For starters, a simple search on Twitter and user forums will suggest that I am not alone and this scam is not new. The organization in question isn’t always DirectRelief (GoDaddy and the World Health Organization have also posed themselves as such), but the general email template remains consistent. (The spelling and copy editing not so much.)
Somebody sent me a legitimate Paypal invoice. Apparently they just needed my email address to do that?
It took a while to figure out how to cancel; I was worried for a hot minute
̵1; Derek Slenk (@derekslenk) August 31, 2020
. @ AskPayPal PayPal does not seem to have a reporting path for real bills from fraudulent accounts. There’s a seedy California Wildfires walking around with deliberate text obfuscation. Stay frosty guys. pic.twitter.com/3Dwb6LKeLS
– Bill Eager (@beager) August 30, 2020
In a statement to Engadget, a PayPal spokeswoman confirmed the scams. “We are aware of this and believe that it is a common system in which a brand name is used,” said the spokeswoman. “We take any potential fraudulent scheme seriously, have worked to remove the bogus invoices and ensure that our customers’ information is safe.” The representative continued, hinting at preventive measures: “In addition to employing a number of sophisticated proactive detection and mitigation methods, in a situation we will take swift action to protect our customers’ accounts.”

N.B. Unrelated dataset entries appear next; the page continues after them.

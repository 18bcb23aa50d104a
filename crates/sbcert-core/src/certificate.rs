//! Signed certificates and the per-kind construction algorithms.

use log::{debug, info};
use sbcert_crypto::soc_id::load_soc_id;
use sbcert_crypto::{CryptoProvider, SIGNATURE_LEN};
use sbcert_signer::{KeyIndex, Signer};

use crate::body::{DeveloperDebugBody, EnablerDebugBody, KeyCertBody};
use crate::config::{DeveloperCertConfig, EnablerCertConfig, KeyCertConfig};
use crate::error::{BuildError, CertError, Stage};
use crate::header::{CertHeader, CertKind, HEADER_LEN};
use crate::record::Record;

/// A certificate body together with the header fields it determines.
pub trait CertBody: Record {
    /// Kind of certificate this body belongs to.
    const KIND: CertKind;

    /// Kind-specific header flags.
    fn header_flags(&self) -> u32;
}

impl CertBody for KeyCertBody {
    const KIND: CertKind = CertKind::Key;

    fn header_flags(&self) -> u32 {
        u32::from(self.hbk_id)
    }
}

/// RMA bit of the enabler certificate flags.
const RMA_FLAG: u32 = 1 << 8;

impl CertBody for EnablerDebugBody {
    const KIND: CertKind = CertKind::EnablerDebug;

    /// HBK id in bits 0-3, LCS in bits 4-7, RMA in bit 8.
    fn header_flags(&self) -> u32 {
        let rma = if self.rma_mode { RMA_FLAG } else { 0 };
        u32::from(self.hbk_id) | (u32::from(self.lcs) << 4) | rma
    }
}

impl CertBody for DeveloperDebugBody {
    const KIND: CertKind = CertKind::DeveloperDebug;

    fn header_flags(&self) -> u32 {
        0
    }
}

/// RSA signature over `Header‖Body` in device byte order.
#[derive(Debug, Clone, PartialEq, Eq)]
pub struct Signature(Box<[u8; SIGNATURE_LEN]>);

impl Signature {
    /// The signature bytes.
    #[must_use]
    pub fn as_bytes(&self) -> &[u8; SIGNATURE_LEN] {
        &self.0
    }
}

impl TryFrom<Vec<u8>> for Signature {
    type Error = CertError;

    fn try_from(bytes: Vec<u8>) -> Result<Self, Self::Error> {
        let got = bytes.len();
        let array: Box<[u8; SIGNATURE_LEN]> = bytes
            .into_boxed_slice()
            .try_into()
            .map_err(|_| CertError::SignatureLength {
                expected: SIGNATURE_LEN,
                got,
            })?;
        Ok(Self(array))
    }
}

impl Record for Signature {
    const LEN: usize = SIGNATURE_LEN;

    fn write_to(&self, out: &mut Vec<u8>) {
        out.extend_from_slice(self.0.as_slice());
    }
}

/// A signed certificate: `Header‖Body‖Signature`.
///
/// Values only exist fully signed; the signed byte range cannot change
/// after construction.
#[derive(Debug, Clone, PartialEq, Eq)]
pub struct Certificate<B> {
    header: CertHeader,
    body: B,
    signature: Signature,
}

/// Key certificate.
pub type KeyCertificate = Certificate<KeyCertBody>;
/// Enabler debug certificate.
pub type EnablerDebugCertificate = Certificate<EnablerDebugBody>;
/// Developer debug certificate.
pub type DeveloperDebugCertificate = Certificate<DeveloperDebugBody>;

impl<B: CertBody> Certificate<B> {
    /// Size of `Header‖Body` in bytes.
    pub const SIGNED_LEN: usize = HEADER_LEN + B::LEN;
    /// Size of the whole certificate in bytes.
    pub const LEN: usize = Self::SIGNED_LEN + SIGNATURE_LEN;

    /// Build the header for `body`, sign `Header‖Body` with `key_index`, and
    /// seal the result.
    ///
    /// # Errors
    ///
    /// Returns a [`Stage::Header`] error if the header cannot describe the
    /// body, and a [`Stage::Signing`] error if the signer fails or returns a
    /// signature of the wrong size.
    pub async fn sign(
        body: B,
        key_index: &KeyIndex,
        signer: &dyn Signer,
    ) -> Result<Self, BuildError> {
        let header = CertHeader::new(B::KIND, B::LEN, body.header_flags())
            .map_err(BuildError::at(Stage::Header))?;
        let mut signed = header.serialize();
        body.write_to(&mut signed);
        debug_assert_eq!(signed.len(), header.signed_content_len());

        debug!(
            "signing {} ({} bytes) with key {key_index}",
            B::KIND,
            signed.len()
        );
        let signature = signer
            .sign(key_index, &signed)
            .await
            .map_err(BuildError::at(Stage::Signing))?;
        let signature = Signature::try_from(signature).map_err(BuildError::at(Stage::Signing))?;

        Ok(Self {
            header,
            body,
            signature,
        })
    }

    /// The header.
    #[must_use]
    pub fn header(&self) -> &CertHeader {
        &self.header
    }

    /// The body.
    #[must_use]
    pub fn body(&self) -> &B {
        &self.body
    }

    /// The signature.
    #[must_use]
    pub fn signature(&self) -> &Signature {
        &self.signature
    }

    /// `Header‖Body‖Signature`.
    #[must_use]
    pub fn certificate_data(&self) -> Vec<u8> {
        let mut out = Vec::with_capacity(Self::LEN);
        self.header.write_to(&mut out);
        self.body.write_to(&mut out);
        self.signature.write_to(&mut out);
        out
    }
}

fn invalid_input(e: impl std::fmt::Display) -> BuildError {
    BuildError::new(Stage::Body, CertError::InvalidInput(e.to_string()))
}

impl KeyCertificate {
    /// Build and sign a key certificate from `config`.
    ///
    /// # Errors
    ///
    /// Returns a [`Stage::Body`] error if a public key cannot be loaded and a
    /// [`Stage::Signing`] error if signing fails.
    pub async fn build(
        config: &KeyCertConfig,
        crypto: &dyn CryptoProvider,
        signer: &dyn Signer,
    ) -> Result<Self, BuildError> {
        let body = KeyCertBody {
            hbk_id: config.hbk_id,
            sw_version: config.sw_version,
            public_key: crypto
                .public_params(&config.auth_pubkey)
                .map_err(invalid_input)?,
            next_pubkey_hash: crypto
                .hashed_public_params(&config.next_cert_pubkey)
                .map_err(invalid_input)?,
        };
        let cert = Self::sign(body, &config.auth_key_index, signer).await?;
        info!("built key certificate ({} bytes)", Self::LEN);
        Ok(cert)
    }
}

impl EnablerDebugCertificate {
    /// Build and sign an enabler debug certificate from `config`.
    ///
    /// # Errors
    ///
    /// Returns a [`Stage::Body`] error if a public key cannot be loaded and a
    /// [`Stage::Signing`] error if signing fails.
    pub async fn build(
        config: &EnablerCertConfig,
        crypto: &dyn CryptoProvider,
        signer: &dyn Signer,
    ) -> Result<Self, BuildError> {
        let body = EnablerDebugBody {
            hbk_id: config.hbk_id,
            lcs: config.lcs,
            rma_mode: config.rma_mode,
            public_key: crypto
                .public_params(&config.auth_pubkey)
                .map_err(invalid_input)?,
            debug_mask: config.debug_mask,
            debug_lock: config.debug_lock,
            next_pubkey_hash: crypto
                .hashed_public_params(&config.next_cert_pubkey)
                .map_err(invalid_input)?,
        };
        let cert = Self::sign(body, &config.auth_key_index, signer).await?;
        info!("built enabler debug certificate ({} bytes)", Self::LEN);
        Ok(cert)
    }
}

impl DeveloperDebugCertificate {
    /// Build and sign a developer debug certificate from `config`.
    ///
    /// # Errors
    ///
    /// Returns a [`Stage::Body`] error if the public key or SoC ID cannot be
    /// loaded or the SoC ID has the wrong size, and a [`Stage::Signing`]
    /// error if signing fails.
    pub async fn build(
        config: &DeveloperCertConfig,
        crypto: &dyn CryptoProvider,
        signer: &dyn Signer,
    ) -> Result<Self, BuildError> {
        let body = DeveloperDebugBody {
            public_key: crypto
                .public_params(&config.auth_pubkey)
                .map_err(invalid_input)?,
            debug_mask: config.debug_mask,
            soc_id: load_soc_id(&config.soc_id).map_err(invalid_input)?,
        };
        let cert = Self::sign(body, &config.auth_key_index, signer).await?;
        info!("built developer debug certificate ({} bytes)", Self::LEN);
        Ok(cert)
    }
}

#[cfg(test)]
mod tests {
    use super::*;
    use crate::types::{HbkId, Lcs};
    use sbcert_crypto::{PublicKeyParams, HASH_LEN, NP_LEN, N_LEN};

    #[test]
    fn enabler_flags_pack_hbk_lcs_and_rma() {
        let mut body = EnablerDebugBody {
            hbk_id: HbkId::Hbk1,
            lcs: Lcs::Secure,
            rma_mode: true,
            public_key: PublicKeyParams::from_parts([0; N_LEN], [0; NP_LEN]),
            debug_mask: [0; 4],
            debug_lock: [0; 4],
            next_pubkey_hash: [0; HASH_LEN],
        };
        assert_eq!(body.header_flags(), 0x151);
        body.rma_mode = false;
        body.hbk_id = HbkId::Unused;
        assert_eq!(body.header_flags(), 0x05F);
    }

    #[test]
    fn signed_sizes_are_word_counts_of_header_and_body() {
        assert_eq!(KeyCertificate::SIGNED_LEN, 456);
        assert_eq!(EnablerDebugCertificate::SIGNED_LEN, 484);
        assert_eq!(DeveloperDebugCertificate::SIGNED_LEN, 468);
        assert_eq!(DeveloperDebugCertificate::LEN, 468 + 384);
    }

    #[derive(Debug)]
    struct OddBody;

    impl Record for OddBody {
        const LEN: usize = 6;

        fn write_to(&self, out: &mut Vec<u8>) {
            out.extend_from_slice(&[0; 6]);
        }
    }

    impl CertBody for OddBody {
        const KIND: CertKind = CertKind::Key;

        fn header_flags(&self) -> u32 {
            0
        }
    }

    struct NeverSigner;

    impl Signer for NeverSigner {
        fn sign<'a>(
            &'a self,
            _: &'a KeyIndex,
            _: &'a [u8],
        ) -> sbcert_signer::BoxFuture<'a, Result<Vec<u8>, sbcert_signer::SignerError>> {
            unreachable!("header failure must stop before signing")
        }

        fn verify_key<'a>(
            &'a self,
            _: &'a KeyIndex,
        ) -> sbcert_signer::BoxFuture<'a, Result<(), sbcert_signer::SignerError>> {
            unreachable!("not used")
        }
    }

    #[tokio::test]
    async fn unaligned_body_fails_header_stage() {
        let err = Certificate::sign(OddBody, &KeyIndex::from(0), &NeverSigner)
            .await
            .unwrap_err();
        assert_eq!(err.stage, Stage::Header);
        assert!(err.to_string().starts_with("header stage failed"));
    }

    #[test]
    fn signature_requires_exact_length() {
        assert!(Signature::try_from(vec![0u8; SIGNATURE_LEN]).is_ok());
        let err = Signature::try_from(vec![0u8; 2]).unwrap_err();
        assert!(matches!(err, CertError::SignatureLength { got: 2, .. }));
    }
}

The spokesman declined to clarify what PayPal’s fraud detection tools are. Nor did she respond to questions about what guardrails prevent someone from sending an invoice. Aside from further clarification from PayPal, it seems that anyone can bill anyone.
In this case, your reactive approach may be the most reactive: to dispute the transaction through PayPal. Which is hardly a satisfactory solution. It’s worth remembering that PayPal, a company with a market cap of $ 239.5 billion, doesn’t have 24-hour customer service. The Resolution Center is not available in the mobile app – only in the web dashboard – and you have to wait for the transaction to cross the threshold from pending to completed in order for it to be reportable at all. PayPal clearly has a fraud problem. But until the company improves its detection tools, it is up to customers to play in quick succession.